Figure 7—source data 1

Amplitude and credible interval widths for local field potential (LFP) data.

https://cdn.elifesciences.org/articles/68803/elife-68803-fig7-data1-v2.mat

Previous studies have proposed a relationship between the theta amplitude envelope, estimated using the traditional approach of narrowband filtering followed by a Hilbert transform, and confidence in the phase (Zrenner et al., 2020); when the theta signal is strong (i.e., the amplitude is large), the theta phase estimate improves. To examine this relationship here, we plot the theta amplitude envelope versus the phase credible intervals derived from the SSPE method (Figure 7C.i). Visual inspection reveals that, when the amplitude is large, small decreases in amplitude coincide with increased credible intervals, as expected. However, if we choose to approximate certainty in the phase estimate through thresholding the amplitude, we find that fixed amplitude thresholds produce wide ranges of credible intervals (Figure 7C.ii). This is especially apparent at lower amplitude thresholds; choosing a threshold of 65% results in credible intervals that range from 3.8 (2.5th percentile) to 96.8 (97.5th percentile) degrees.

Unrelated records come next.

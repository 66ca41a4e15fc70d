//! Driving port for to-do reads.

use async_trait::async_trait;

use crate::domain::{Error, Todo, TodoId, UserId};

#[cfg_attr(test, mockall::automock)]
#[async_trait]
pub trait TodoQuery: Send + Sync {
    /// Items owned by `requester`, oldest first.
    async fn list(&self, requester: &UserId) -> Result<Vec<Todo>, Error>;

    /// A single item, provided `requester` owns it.
    async fn get(&self, requester: &UserId, id: &TodoId) -> Result<Todo, Error>;
}
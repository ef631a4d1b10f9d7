//! Cookie parsing and `Set-Cookie` construction for the session cookies.

use axum::http::header;

use crate::jwt::SESSION_TOKEN_DURATION_SECS;

/// Cookie name for the session token (short-lived, 15 minutes).
pub const SESSION_COOKIE_NAME: &str = "auth_token";

/// Cookie name for the refresh token (long-lived, 1 day).
pub const REFRESH_COOKIE_NAME: &str = "refresh_token";

/// Refresh cookie lifetime, matching the stored token's TTL.
pub const REFRESH_COOKIE_MAX_AGE_SECS: u64 = 24 * 60 * 60;

/// Extract a cookie value from the Cookie header.
pub fn get_cookie<'a>(headers: &'a axum::http::HeaderMap, name: &str) -> Option<&'a str> {
    let cookie_header = headers.get(header::COOKIE)?.to_str().ok()?;
    for part in cookie_header.split(';') {
        let part = part.trim();
        if let Some((key, value)) = part.split_once('=') {
            if key.trim() == name {
                return Some(value.trim());
            }
        }
    }
    None
}

pub(crate) fn build_cookie(name: &str, value: &str, max_age: u64, secure: bool) -> String {
    let secure = if secure { "; Secure" } else { "" };
    format!(
        "{}={}; HttpOnly; SameSite=Lax; Path=/; Max-Age={}{}",
        name, value, max_age, secure
    )
}

/// `Set-Cookie` value carrying a freshly issued session token.
pub fn session_cookie(token: &str, secure: bool) -> String {
    build_cookie(
        SESSION_COOKIE_NAME,
        token,
        SESSION_TOKEN_DURATION_SECS,
        secure,
    )
}

/// `Set-Cookie` value carrying a refresh token value.
pub fn refresh_cookie(value: &str, secure: bool) -> String {
    build_cookie(
        REFRESH_COOKIE_NAME,
        value,
        REFRESH_COOKIE_MAX_AGE_SECS,
        secure,
    )
}

/// `Set-Cookie` value that makes the browser drop the named cookie.
pub fn clear_cookie(name: &str, secure: bool) -> String {
    build_cookie(name, "", 0, secure)
}
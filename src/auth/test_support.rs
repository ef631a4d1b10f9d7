//! Shared fixtures for the auth unit tests.

use std::sync::Arc;

use super::types::Identity;
use crate::db::Database;
use crate::jwt::JwtConfig;

#[derive(Clone)]
pub struct TestBackend {
    pub db: Database,
    pub jwt: Arc<JwtConfig>,
    pub secure_cookies: bool,
}

crate::impl_has_auth_backend!(TestBackend);

impl TestBackend {
    pub async fn new() -> Self {
        Self {
            db: Database::open(":memory:").await.unwrap(),
            jwt: Arc::new(JwtConfig::new(b"test-secret-key-for-testing")),
            secure_cookies: false,
        }
    }

    /// Insert a user row directly, skipping password hashing.
    pub async fn create_user(&self, name: &str) -> Identity {
        let email = format!("{}@example.com", name);
        let result =
            sqlx::query("INSERT INTO users (name, email, hashed_password) VALUES (?, ?, 'x')")
                .bind(name)
                .bind(&email)
                .execute(self.db.pool())
                .await
                .unwrap();

        Identity {
            id: result.last_insert_rowid(),
            name: name.to_string(),
            email,
        }
    }
}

Therefore, a fixed amplitude threshold does not guarantee an accurate phase estimate. Instead, we propose that inspection of the credible intervals better guides certainty in the phase estimate. These credible intervals are directly derived from the modeling procedure, as opposed to surrogate measures of confidence in the phase estimate, such as amplitude. In addition, credible intervals are directly interpretable unlike amplitude thresholds, which depend on the measurement scale (e.g., a credible interval threshold of 10 degrees) versus an amplitude threshold of 10 mV. We conclude that amplitude is linked to confidence in the phase, however, a fixed amplitude threshold is not directly interpretable and encompasses a wide range of credible interval values.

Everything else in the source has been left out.